**Problem description**
Print the first line of the records below and every line after it, up to and including the line with "pub struct DetectorConfig". Print nothing else.

**Records supplied**
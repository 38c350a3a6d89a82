use image::GrayImage;
use rayon::prelude::*;
use serde::{Deserialize, Serialize};

use super::{FeatureDetector, FeatureSet, Keypoint};

#[derive(Debug, Clone, PartialEq, Serialize, Deserialize)]
#[serde(default)]
pub struct DetectorConfig {
    /// Keep at most this many corners, strongest first.
    pub max_corners: usize,
    /// Corners weaker than `quality_level * strongest` are dropped.
    pub quality_level: f32,
    /// Absolute response floor; a flat image never yields corners.
    pub min_response: f32,
    pub harris_k: f32,
    /// Half size of the structure tensor window.
    pub block_radius: u32,
    /// Half size of the square intensity patch used as descriptor.
    pub patch_radius: u32,
}

impl Default for DetectorConfig {
    fn default() -> Self {
        Self {
            max_corners: 1000,
            quality_level: 0.01,
            min_response: 1.0,
            harris_k: 0.04,
            block_radius: 1,
            patch_radius: 5,
        }
    }
}

/// Harris corners with mean-subtracted, L2-normalized patch descriptors.
#[derive(Debug, Clone, Default)]
pub struct CornerDetector {
    config: DetectorConfig,
}

impl CornerDetector {
    pub fn new(config: DetectorConfig) -> CornerDetector {
        CornerDetector { config }
    }

    pub fn config(&self) -> &DetectorConfig {
        &self.config
    }

    pub fn descriptor_len(&self) -> usize {
        let side = 2 * self.config.patch_radius as usize + 1;
        side * side
    }

    fn border(&self) -> u32 {
        self.config.patch_radius.max(self.config.block_radius + 1) + 1
    }

    fn harris_response(&self, image: &GrayImage) -> Vec<f32> {
        let w = image.width() as usize;
        let h = image.height() as usize;
        let (gx, gy) = sobel(image);
        let r = self.config.block_radius as usize;
        let k = self.config.harris_k;
        let mut responses = vec![0.0f32; w * h];
        if w <= 2 * (r + 1) || h <= 2 * (r + 1) {
            return responses;
        }
        responses
            .par_chunks_mut(w)
            .enumerate()
            .skip(r + 1)
            .take(h - 2 * (r + 1))
            .for_each(|(y, row)| {
                for (x, out) in row.iter_mut().enumerate().take(w - r - 1).skip(r + 1) {
                    let mut i_xx = 0.0f32;
                    let mut i_yy = 0.0f32;
                    let mut i_xy = 0.0f32;
                    for yy in y - r..=y + r {
                        for xx in x - r..=x + r {
                            let idx = yy * w + xx;
                            i_xx += gx[idx] * gx[idx];
                            i_yy += gy[idx] * gy[idx];
                            i_xy += gx[idx] * gy[idx];
                        }
                    }
                    let det = i_xx * i_yy - i_xy * i_xy;
                    let trace = i_xx + i_yy;
                    *out = det - k * trace * trace;
                }
            });
        responses
    }

    fn describe(&self, image: &GrayImage, x: u32, y: u32) -> Option<Vec<f32>> {
        let r = self.config.patch_radius;
        let mut patch = Vec::with_capacity(self.descriptor_len());
        for yy in y - r..=y + r {
            for xx in x - r..=x + r {
                patch.push(image.get_pixel(xx, yy)[0] as f32);
            }
        }
        let mean = patch.iter().sum::<f32>() / patch.len() as f32;
        patch.iter_mut().for_each(|v| *v -= mean);
        let norm = patch.iter().map(|v| v * v).sum::<f32>().sqrt();
        if norm < 1e-3 {
            return None;
        }
        patch.iter_mut().for_each(|v| *v /= norm);
        Some(patch)
    }
}

impl FeatureDetector for CornerDetector {
    fn detect(&self, image: &GrayImage) -> FeatureSet {
        let w = image.width();
        let h = image.height();
        let border = self.border();
        if w <= 2 * border || h <= 2 * border {
            return FeatureSet::new();
        }
        let responses = self.harris_response(image);
        let strongest = responses.iter().cloned().fold(0.0f32, f32::max);
        let threshold = (strongest * self.config.quality_level).max(self.config.min_response);
        if strongest < threshold {
            log::trace!("no corner above {}", threshold);
            return FeatureSet::new();
        }

        let at = |x: u32, y: u32| responses[(y * w + x) as usize];
        let mut corners: Vec<(u32, u32, f32)> = (border..h - border)
            .flat_map(|y| (border..w - border).map(move |x| (x, y)))
            .filter_map(|(x, y)| {
                let response = at(x, y);
                if response < threshold {
                    return None;
                }
                for dy in -1i32..=1 {
                    for dx in -1i32..=1 {
                        if dx == 0 && dy == 0 {
                            continue;
                        }
                        let n = at((x as i32 + dx) as u32, (y as i32 + dy) as u32);
                        // ties go to the first pixel in raster order
                        if n > response || (n == response && (dy < 0 || (dy == 0 && dx < 0))) {
                            return None;
                        }
                    }
                }
                Some((x, y, response))
            })
            .collect();
        corners.sort_by(|a, b| {
            b.2.partial_cmp(&a.2)
                .unwrap_or(std::cmp::Ordering::Equal)
                .then_with(|| (a.1, a.0).cmp(&(b.1, b.0)))
        });
        corners.truncate(self.config.max_corners);

        let features: FeatureSet = corners
            .into_iter()
            .filter_map(|(x, y, response)| {
                self.describe(image, x, y).map(|d| {
                    (
                        Keypoint::new(x as f32, y as f32).with_response(response),
                        d,
                    )
                })
            })
            .collect();
        log::trace!("detected {} corners", features.len());
        features
    }
}

/// Horizontal and vertical 3x3 Sobel responses, row-major.
fn sobel(image: &GrayImage) -> (Vec<f32>, Vec<f32>) {
    let to_f32 = |g: image::ImageBuffer<image::Luma<i16>, Vec<i16>>| -> Vec<f32> {
        g.into_raw().into_iter().map(f32::from).collect()
    };
    (
        to_f32(imageproc::gradients::horizontal_sobel(image)),
        to_f32(imageproc::gradients::vertical_sobel(image)),
    )
}
//! Ratio-tested, homography-filtered matches between two feature sets.

use log::{debug, trace};
use nalgebra as na;
use serde::{Deserialize, Serialize};

use crate::features::{DescriptorMatcher, FeatureSet};
use crate::geometry::PointPair;
use crate::geometry::homography::find_homography;
use crate::geometry::ransac::RansacConfig;

#[derive(Debug, Clone, PartialEq, Serialize, Deserialize)]
#[serde(default)]
pub struct MatcherConfig {
    /// Lowe ratio: keep when `d1 < ratio * d2`.
    pub ratio: f32,
    /// Candidate counts at or below this give [`MatchOutcome::NoMatch`].
    pub min_matches: usize,
    /// Homography reprojection threshold in pixels.
    pub homography_threshold: f64,
    pub homography_iterations: usize,
    pub homography_confidence: f64,
}

impl Default for MatcherConfig {
    fn default() -> Self {
        Self {
            ratio: 0.8,
            min_matches: 10,
            homography_threshold: 5.0,
            homography_iterations: 2000,
            homography_confidence: 0.995,
        }
    }
}

/// Index-aligned point pairs, source (previous frame) to destination
/// (current frame).
#[derive(Debug, Clone, PartialEq)]
pub struct CorrespondenceSet {
    source: Vec<glam::Vec2>,
    destination: Vec<glam::Vec2>,
    homography: Option<na::Matrix3<f64>>,
}

impl CorrespondenceSet {
    pub fn from_pairs(pairs: impl IntoIterator<Item = (glam::Vec2, glam::Vec2)>) -> CorrespondenceSet {
        let (source, destination) = pairs.into_iter().unzip();
        CorrespondenceSet {
            source,
            destination,
            homography: None,
        }
    }

    pub fn with_homography(mut self, homography: na::Matrix3<f64>) -> CorrespondenceSet {
        self.homography = Some(homography);
        self
    }

    pub fn len(&self) -> usize {
        self.source.len()
    }

    pub fn is_empty(&self) -> bool {
        self.source.is_empty()
    }

    pub fn source(&self) -> &[glam::Vec2] {
        &self.source
    }

    pub fn destination(&self) -> &[glam::Vec2] {
        &self.destination
    }

    pub fn iter(&self) -> impl Iterator<Item = (&glam::Vec2, &glam::Vec2)> {
        self.source.iter().zip(&self.destination)
    }

    /// The sieve homography, kept for diagnostics only.
    pub fn homography(&self) -> Option<&na::Matrix3<f64>> {
        self.homography.as_ref()
    }

    pub fn to_point_pairs(&self) -> Vec<PointPair> {
        self.iter()
            .map(|(s, d)| {
                (
                    na::Point2::new(s.x as f64, s.y as f64),
                    na::Point2::new(d.x as f64, d.y as f64),
                )
            })
            .collect()
    }
}

#[derive(Debug, Clone, PartialEq)]
pub enum MatchOutcome {
    Matched {
        correspondences: CorrespondenceSet,
        /// Ratio-test survivors before the homography sieve.
        candidates: usize,
    },
    NoMatch {
        candidates: usize,
    },
}

impl MatchOutcome {
    pub fn candidates(&self) -> usize {
        match self {
            MatchOutcome::Matched { candidates, .. } | MatchOutcome::NoMatch { candidates } => *candidates,
        }
    }

    pub fn correspondences(&self) -> Option<&CorrespondenceSet> {
        match self {
            MatchOutcome::Matched {
                correspondences, ..
            } => Some(correspondences),
            MatchOutcome::NoMatch { .. } => None,
        }
    }

    pub fn is_match(&self) -> bool {
        matches!(self, MatchOutcome::Matched { .. })
    }
}

pub struct CorrespondenceFinder<M> {
    matcher: M,
    config: MatcherConfig,
    seed: u64,
}

impl<M: DescriptorMatcher> CorrespondenceFinder<M> {
    pub fn new(matcher: M, config: MatcherConfig) -> CorrespondenceFinder<M> {
        CorrespondenceFinder {
            matcher,
            config,
            seed: 0,
        }
    }

    pub fn with_seed(mut self, seed: u64) -> CorrespondenceFinder<M> {
        self.seed = seed;
        self
    }

    pub fn config(&self) -> &MatcherConfig {
        &self.config
    }

    /// Ratio-test survivors from `a` (query) into `b` (train).
    pub fn ratio_test(&self, a: &FeatureSet, b: &FeatureSet) -> Vec<(glam::Vec2, glam::Vec2)> {
        let ratio = self.config.ratio;
        self.matcher
            .knn2(a, b)
            .into_iter()
            .enumerate()
            .filter_map(|(query_idx, nn)| {
                let [best, second] = nn?;
                (best.distance < ratio * second.distance).then(|| {
                    (
                        a.keypoints()[query_idx].p2d,
                        b.keypoints()[best.train_idx].p2d,
                    )
                })
            })
            .collect()
    }

    pub fn find(&self, a: &FeatureSet, b: &FeatureSet) -> MatchOutcome {
        let good = self.ratio_test(a, b);
        let candidates = good.len();
        if candidates <= self.config.min_matches {
            debug!(
                "not enough matches: {}/{}",
                candidates, self.config.min_matches
            );
            return MatchOutcome::NoMatch { candidates };
        }

        let pairs: Vec<PointPair> = good
            .iter()
            .map(|(s, d)| {
                (
                    na::Point2::new(s.x as f64, s.y as f64),
                    na::Point2::new(d.x as f64, d.y as f64),
                )
            })
            .collect();
        let ransac = RansacConfig {
            threshold: self.config.homography_threshold,
            max_iterations: self.config.homography_iterations,
            confidence: self.config.homography_confidence,
            seed: self.seed,
        };
        let result = find_homography(&pairs, &ransac);
        let Some(homography) = result.model else {
            debug!("homography sieve rejected all {} candidates", candidates);
            return MatchOutcome::NoMatch { candidates };
        };
        let correspondences = CorrespondenceSet::from_pairs(
            good.into_iter()
                .zip(&result.inliers)
                .filter_map(|(pair, &inlier)| inlier.then_some(pair)),
        )
        .with_homography(homography);
        trace!(
            "{} candidates, {} homography inliers",
            candidates,
            correspondences.len()
        );
        MatchOutcome::Matched {
            correspondences,
            candidates,
        }
    }
}
pub mod mocks;

pub use mocks::MockSink;

use std::path::PathBuf;

/// Routes `log` output through the test harness. Safe to call from every test.
pub fn init_logger() {
    let _ = env_logger::builder().is_test(true).try_init();
}

/// Path of a checked-in sample file under `tests/data`.
pub fn data_file(name: &str) -> PathBuf {
    PathBuf::from(env!("CARGO_MANIFEST_DIR"))
        .join("tests")
        .join("data")
        .join(name)
}
//! Character-at-a-time CSV automaton.
//!
//! The automaton is split in two: [`transition`] is a pure function from
//! `(state, input)` to `(next state, action)`, and [`CsvAutomaton`] applies the
//! actions to its field and record buffers. Records are only completed at a
//! CRLF boundary or at end of input, so quoted fields may span line breaks.

use crate::core::record::Record;
use crate::error::{ParseErrorKind, Result, XsvError};

/// Characters accepted as CSV separators.
pub const VALID_SEPARATORS: &str = ",; :|/*\\#+_";

/// Returns the separator if it is one of [`VALID_SEPARATORS`].
pub fn validate_separator(separator: char) -> Result<char> {
    if VALID_SEPARATORS.contains(separator) {
        Ok(separator)
    } else {
        Err(XsvError::InvalidSeparator(separator))
    }
}

/// The quote character that opened a quoted field.
#[derive(Debug, Clone, Copy, PartialEq, Eq)]
pub enum Quote {
    Double,
    Single,
}

impl Quote {
    pub fn as_char(self) -> char {
        match self {
            Quote::Double => '"',
            Quote::Single => '\'',
        }
    }
}

#[derive(Debug, Clone, Copy, PartialEq, Eq)]
pub enum State {
    /// Start of a record.
    Main,
    /// Just after a separator; another field follows.
    FieldPending,
    UnquotedField,
    /// After a carriage return, expecting the line feed.
    WaitForLineFeed,
    QuotedField(Quote),
    /// After a quote inside a quoted field: either a doubled quote or the end
    /// of the field.
    QuotedFieldEscape(Quote),
    Done,
    Error,
}

#[derive(Debug, Clone, Copy, PartialEq, Eq)]
pub enum Input {
    Char(char),
    EndOfInput,
}

/// What the automaton does with its buffers on a transition.
#[derive(Debug, Clone, Copy, PartialEq, Eq)]
pub enum Action {
    None,
    Append(char),
    PushField { quoted: bool },
    EndRecord,
    PushFieldAndEndRecord { quoted: bool },
}

/// Why a transition was refused.
#[derive(Debug, Clone, Copy, PartialEq, Eq)]
pub enum Fault {
    Malformed(ParseErrorKind),
    /// Input after end of input.
    AfterDone,
    /// Input after a previous failure.
    AfterError,
}

impl Fault {
    /// Converts into a crate error, attributing malformed input to `line`.
    pub fn into_error(self, line: usize) -> XsvError {
        match self {
            Fault::Malformed(kind) => XsvError::Malformed { line, kind },
            Fault::AfterDone => {
                XsvError::Usage("attempt to continue parsing after end of input".to_string())
            }
            Fault::AfterError => {
                XsvError::Usage("attempt to recover after a previous parse error".to_string())
            }
        }
    }
}

/// The parts of the configuration the transition function depends on.
#[derive(Debug, Clone, Copy, PartialEq, Eq)]
pub struct Dialect {
    pub separator: char,
    pub single_quotes: bool,
}

impl Default for Dialect {
    fn default() -> Self {
        Self {
            separator: ',',
            single_quotes: false,
        }
    }
}

pub type Transition = std::result::Result<(State, Action), Fault>;

fn malformed(kind: ParseErrorKind) -> Transition {
    Err(Fault::Malformed(kind))
}

/// Computes the next state and the buffer action for one input.
pub fn transition(state: State, input: Input, dialect: &Dialect) -> Transition {
    match state {
        State::Done => Err(Fault::AfterDone),
        State::Error => Err(Fault::AfterError),
        State::Main => field_start(false, input, dialect),
        State::FieldPending => field_start(true, input, dialect),
        State::UnquotedField => unquoted_field(input, dialect),
        State::WaitForLineFeed => match input {
            Input::Char('\n') => Ok((State::Main, Action::EndRecord)),
            _ => malformed(ParseErrorKind::ExpectedLineFeed),
        },
        State::QuotedField(quote) => quoted_field(quote, input),
        State::QuotedFieldEscape(quote) => quoted_field_escape(quote, input, dialect),
    }
}

/// `Main` and `FieldPending` differ only in whether a field is owed: after a
/// separator, a terminator still closes an (empty) field.
fn field_start(pending: bool, input: Input, dialect: &Dialect) -> Transition {
    let ch = match input {
        Input::EndOfInput if pending => {
            return Ok((State::Done, Action::PushFieldAndEndRecord { quoted: false }));
        }
        Input::EndOfInput => return Ok((State::Done, Action::None)),
        Input::Char(ch) => ch,
    };
    match ch {
        '\r' if pending => Ok((State::WaitForLineFeed, Action::PushField { quoted: false })),
        '\r' => Ok((State::WaitForLineFeed, Action::None)),
        '\n' => malformed(ParseErrorKind::LineFeedWithoutCarriageReturn),
        '"' => Ok((State::QuotedField(Quote::Double), Action::None)),
        '\'' if dialect.single_quotes => Ok((State::QuotedField(Quote::Single), Action::None)),
        ch if ch == dialect.separator => {
            Ok((State::FieldPending, Action::PushField { quoted: false }))
        }
        ch => Ok((State::UnquotedField, Action::Append(ch))),
    }
}

fn unquoted_field(input: Input, dialect: &Dialect) -> Transition {
    let ch = match input {
        Input::EndOfInput => {
            return Ok((State::Done, Action::PushFieldAndEndRecord { quoted: false }));
        }
        Input::Char(ch) => ch,
    };
    match ch {
        '\r' => Ok((State::WaitForLineFeed, Action::PushField { quoted: false })),
        '\n' => malformed(ParseErrorKind::LineFeedWithoutCarriageReturn),
        '"' => malformed(ParseErrorKind::QuoteInUnquotedField),
        // a single quote inside an unquoted field is always literal
        ch if ch == dialect.separator => {
            Ok((State::FieldPending, Action::PushField { quoted: false }))
        }
        ch => Ok((State::UnquotedField, Action::Append(ch))),
    }
}

fn quoted_field(quote: Quote, input: Input) -> Transition {
    match input {
        Input::EndOfInput => malformed(ParseErrorKind::EndOfInputInQuotedField),
        Input::Char(ch) if ch == quote.as_char() => {
            Ok((State::QuotedFieldEscape(quote), Action::None))
        }
        Input::Char(ch) => Ok((State::QuotedField(quote), Action::Append(ch))),
    }
}

fn quoted_field_escape(quote: Quote, input: Input, dialect: &Dialect) -> Transition {
    let ch = match input {
        Input::EndOfInput => {
            return Ok((State::Done, Action::PushFieldAndEndRecord { quoted: true }));
        }
        Input::Char(ch) => ch,
    };
    match ch {
        '\r' => Ok((State::WaitForLineFeed, Action::PushField { quoted: true })),
        '\n' => malformed(ParseErrorKind::LineFeedWithoutCarriageReturn),
        ch if ch == quote.as_char() => Ok((State::QuotedField(quote), Action::Append(ch))),
        ch if ch == dialect.separator => {
            Ok((State::FieldPending, Action::PushField { quoted: true }))
        }
        ch => malformed(ParseErrorKind::UnexpectedAfterQuote(ch)),
    }
}

/// Stateful CSV parser fed one character at a time.
///
/// The automaton cannot be restarted: once it reached [`State::Done`] or
/// [`State::Error`] every further input is refused.
///
/// ```
/// use xsvlib::item::csv::parser::{CsvAutomaton, Input};
///
/// let mut automaton = CsvAutomaton::new(',').unwrap();
/// let mut records = Vec::new();
/// for ch in "a,\"b,c\"\r\n".chars() {
///     if let Some(record) = automaton.feed(Input::Char(ch)).unwrap() {
///         records.push(record);
///     }
/// }
/// assert!(automaton.feed(Input::EndOfInput).unwrap().is_none());
/// assert_eq!(records, vec![vec!["a", "b,c"]]);
/// ```
#[derive(Debug, Clone)]
pub struct CsvAutomaton {
    state: State,
    dialect: Dialect,
    trim_spaces: bool,
    skip_empty_fields: bool,
    field: String,
    record: Record,
}

impl CsvAutomaton {
    /// Creates an automaton that trims unquoted fields, keeps empty fields and
    /// only recognizes double quotes.
    pub fn new(separator: char) -> Result<Self> {
        Ok(Self {
            state: State::Main,
            dialect: Dialect {
                separator: validate_separator(separator)?,
                single_quotes: false,
            },
            trim_spaces: true,
            skip_empty_fields: false,
            field: String::new(),
            record: Record::new(),
        })
    }

    pub fn trim_spaces(mut self, yes: bool) -> Self {
        self.trim_spaces = yes;
        self
    }

    /// Drop empty unquoted fields. Quoted empty fields are always kept.
    pub fn skip_empty_fields(mut self, yes: bool) -> Self {
        self.skip_empty_fields = yes;
        self
    }

    pub fn single_quotes(mut self, yes: bool) -> Self {
        self.dialect.single_quotes = yes;
        self
    }

    pub fn state(&self) -> State {
        self.state
    }

    pub fn dialect(&self) -> &Dialect {
        &self.dialect
    }

    /// Feeds one input. Returns the completed record, if this input completed one.
    ///
    /// On a fault the automaton moves to [`State::Error`] and the partial
    /// record is discarded.
    pub fn feed(&mut self, input: Input) -> std::result::Result<Option<Record>, Fault> {
        let (next, action) = match transition(self.state, input, &self.dialect) {
            Ok(step) => step,
            Err(fault) => {
                self.state = State::Error;
                self.field.clear();
                self.record.clear();
                return Err(fault);
            }
        };
        self.state = next;
        match action {
            Action::None => Ok(None),
            Action::Append(ch) => {
                self.field.push(ch);
                Ok(None)
            }
            Action::PushField { quoted } => {
                self.push_field(quoted);
                Ok(None)
            }
            Action::EndRecord => Ok(Some(std::mem::take(&mut self.record))),
            Action::PushFieldAndEndRecord { quoted } => {
                self.push_field(quoted);
                Ok(Some(std::mem::take(&mut self.record)))
            }
        }
    }

    fn push_field(&mut self, quoted: bool) {
        let mut value = std::mem::take(&mut self.field);
        if !quoted && self.trim_spaces {
            let trimmed = value.trim();
            if trimmed.len() != value.len() {
                value = trimmed.to_string();
            }
        }
        if quoted || !self.skip_empty_fields || !value.is_empty() {
            self.record.push(value);
        }
    }
}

**Your response**
repository 38c350a3a6d89a82
use image::GrayImage;
use rayon::prelude::*;
use serde::{Deserialize, Serialize};

use super::{FeatureDetector, FeatureSet, Keypoint};

#[derive(Debug, Clone, PartialEq, Serialize, Deserialize)]
#[serde(default)]
pub struct DetectorConfig {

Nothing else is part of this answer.